Retail therapy
Published in May-Jun 2017
I have often wondered why the term ‘retail therapy’ can’t be applied more holistically to our lives.
Don’t get me wrong. I love shopping as much as you do. But while an unrestrained bout of splurging can lead to a momentary high, that rush of dopamine – the molecule behind our most sinful and secret cravings – tends to be very short-lived. So short-lived, in fact, that it’s almost over the moment a purchase is made. One could argue that the moments between a desire for acquisition and its consequent consummation is where the real rush is generated. Yet, as soon as the product is bagged, the rush turns to plummet. Life feels routine again. The magic is no longer in the air because it has now been debited from your bank account and you are left holding two things: a brand of your choice and buyer’s remorse. Oh well.
But what if retail therapy were used as a means of self-transformation? Self-education perhaps? A way to find our real selves and, as antithetical as it sounds, as a means of shopping for a more elevated version of our normal lives?
You may agree. A smart suit may give us outside confidence, but what if ‘retail therapy’ was to give us confidence on the inside? Can a suit fix the issues that led us to purchase it in the first place?
We all think of ‘retail therapy’ as entertainment. As a way to break out of routine and bask in the mall of the trivial and the unnecessary. It’s something we enjoy. And for those of us with surplus wealth, the activity becomes a career of connecting branded dots, so that the good life has the ramparts of all the illusions we value in order to impress those we seek to rival. But why stop at enjoyment? Retail therapy also has the power to do some seriously beneficial things for us.
At its core, retail therapy can help us with our mental well-being. It can – if approached without a visceral need for hoarding, for instance – play an important role in helping us to grow up and fix the immaturities and imbalances in our personality. It can deploy itself as a form of therapy in our lives by helping us to go from a place of imitation to a place of salvation. But in order for it to work, shopaholics need to sober up and change the way they go about choosing what they buy. Firstly, they should realise that the retail industry (and that includes the tsunami of advertising and branding behind it) has a way of slicing the world up into material categories. These categories are almost always, and almost entirely, bereft of the needs of our inner sanctum.
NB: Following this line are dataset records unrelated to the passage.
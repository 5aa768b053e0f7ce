//! End-to-end relay flow: event in, forward or suppress out.

use std::sync::Arc;

use tracing::info;

use crate::error::Result;
use crate::event::{EventEnvelope, StorageEvent};
use crate::mime;
use crate::mime::ContentExtractor;
use crate::pipeline::{DecisionEngine, FilterConfig, ForwardOutcome};
use crate::storage::ObjectStore;
use crate::transport::Transport;

/// What happened to one stored message.
#[derive(Debug, Clone, Copy, PartialEq, Eq)]
pub enum RelayOutcome {
    Forwarded,
    Suppressed,
}

/// Ties retrieval, parsing, the decision engine, and delivery together.
pub struct Relay {
    store: Arc<dyn ObjectStore>,
    transport: Arc<dyn Transport>,
    extractor: ContentExtractor,
    engine: DecisionEngine,
}

impl Relay {
    pub fn new(
        store: Arc<dyn ObjectStore>,
        transport: Arc<dyn Transport>,
        filter: FilterConfig,
    ) -> Self {
        Self {
            store,
            transport,
            extractor: ContentExtractor::new(),
            engine: DecisionEngine::new(filter),
        }
    }

    /// Process one notification payload.
    ///
    /// Records are handled in order; the first failing record aborts the
    /// batch and the error propagates to the caller.
    pub async fn handle_event(&self, payload: &str) -> Result<()> {
        let envelope: EventEnvelope = serde_json::from_str(payload)
            .map_err(crate::error::EventError::Payload)?;
        info!(records = envelope.records.len(), "Handling notification");

        for record in &envelope.records {
            let event = StorageEvent::parse(&record.notification.message)?;
            for stored in &event.records {
                self.process_object(&stored.s3.bucket.name, &stored.s3.object.key)
                    .await?;
            }
        }
        Ok(())
    }

    /// Fetch one stored message and run it through the pipeline.
    pub async fn process_object(&self, bucket: &str, key: &str) -> Result<RelayOutcome> {
        info!(bucket, key, "Processing stored message");

        let raw = self.store.fetch(bucket, key).await?;
        let email = mime::parse(&raw)?;
        let body = self.extractor.extract(&email.root)?;

        match self.engine.decide(&email, &body)? {
            ForwardOutcome::Suppressed { reason } => {
                info!(bucket, key, reason, "Message suppressed");
                Ok(RelayOutcome::Suppressed)
            }
            ForwardOutcome::Forward(outbound) => {
                self.transport.deliver(&outbound).await?;
                info!(bucket, key, subject = %outbound.subject, "Message forwarded");
                Ok(RelayOutcome::Forwarded)
            }
        }
    }
}
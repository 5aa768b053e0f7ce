//! Error types for the relay.

/// Top-level error type for the relay.
#[derive(Debug, thiserror::Error)]
pub enum Error {
    #[error("Configuration error: {0}")]
    Config(#[from] ConfigError),

    #[error("Event error: {0}")]
    Event(#[from] EventError),

    #[error("Retrieval error: {0}")]
    Retrieval(#[from] RetrievalError),

    #[error("Parse error: {0}")]
    Parse(#[from] ParseError),

    #[error("Extraction error: {0}")]
    Extraction(#[from] ExtractionError),

    #[error("Address error: {0}")]
    Address(#[from] AddressError),

    #[error("Transport error: {0}")]
    Transport(#[from] TransportError),
}

/// Configuration-related errors.
#[derive(Debug, thiserror::Error)]
pub enum ConfigError {
    #[error("Missing required configuration: {key}. {hint}")]
    MissingRequired { key: String, hint: String },

    #[error("Invalid configuration value for {key}: {message}")]
    InvalidValue { key: String, message: String },
}

/// Notification envelope errors.
#[derive(Debug, thiserror::Error)]
pub enum EventError {
    #[error("Malformed storage event payload: {0}")]
    Payload(#[from] serde_json::Error),
}

/// Object retrieval errors.
#[derive(Debug, thiserror::Error)]
pub enum RetrievalError {
    #[error("Object not found: {bucket}/{key}")]
    NotFound { bucket: String, key: String },

    #[error("Transient retrieval failure for {bucket}/{key}: {reason}")]
    Transient {
        bucket: String,
        key: String,
        reason: String,
    },
}

/// Inbound MIME parsing errors.
#[derive(Debug, thiserror::Error)]
pub enum ParseError {
    #[error("Malformed MIME message")]
    MalformedMessage,

    #[error("Message part {id} is missing from the parsed tree")]
    MissingPart { id: u32 },
}

/// Body extraction errors.
#[derive(Debug, thiserror::Error)]
pub enum ExtractionError {
    #[error("Unreadable {content_type} part: content could not be decoded")]
    UnreadablePart { content_type: String },
}

/// Malformed destination or from addresses.
#[derive(Debug, thiserror::Error)]
pub enum AddressError {
    #[error("Invalid destination address {address:?}: {reason}")]
    Destination { address: String, reason: String },

    #[error("Invalid from address {address:?}: {reason}")]
    From { address: String, reason: String },
}

/// Outbound delivery errors.
#[derive(Debug, thiserror::Error)]
pub enum TransportError {
    #[error("Failed to assemble outbound message: {0}")]
    Assembly(String),

    #[error("SMTP delivery failed: {0}")]
    Smtp(String),

    #[error("API delivery failed: {0}")]
    Api(String),
}

/// Result type alias for the relay.
pub type Result<T> = std::result::Result<T, Error>;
At the risk of sounding like Deepak Chopra, all of us are on an inner journey – which is to say, we are all working on developing ourselves in unique or particular ways. We might be looking for ways to combat our need to de-stress. We might be on a search for more egalitarian relationships. We might be longing for more confidence, or wanting to escape debilitating feelings of loneliness. In an ideal world, the right kind of retail therapy will assist in bridging the outer journey with the inner one.
But for this to work, we need to be clear about what we are looking for on the inside, so that we can adequately measure what the outside can presumably deliver for us. In part, this means looking at the world of retail in new ways. There must be retailers who can help with anger. Others, who can lift melancholy. Some, who can reduce the weight of egoism; still others, who can help prioritise our future. No one has yet retailed a brand that can help outfit our inner lives, but it is a project that needs consideration; a project that can help align retail destinations with inner potential so that whatever we wear or surround ourselves with, offers us both a physical and a psychological reward.
In this way, retail therapy will be more than a bit of vacuous adventure – something equally enjoyable and gradually forgettable – but an occasion to fundamentally reconfigure our most secret ambitions so that the outer world also holds the keys to help us go within.
Faraz Maqsood Hamidi is CE and CD, The D’Hamidi Partnership.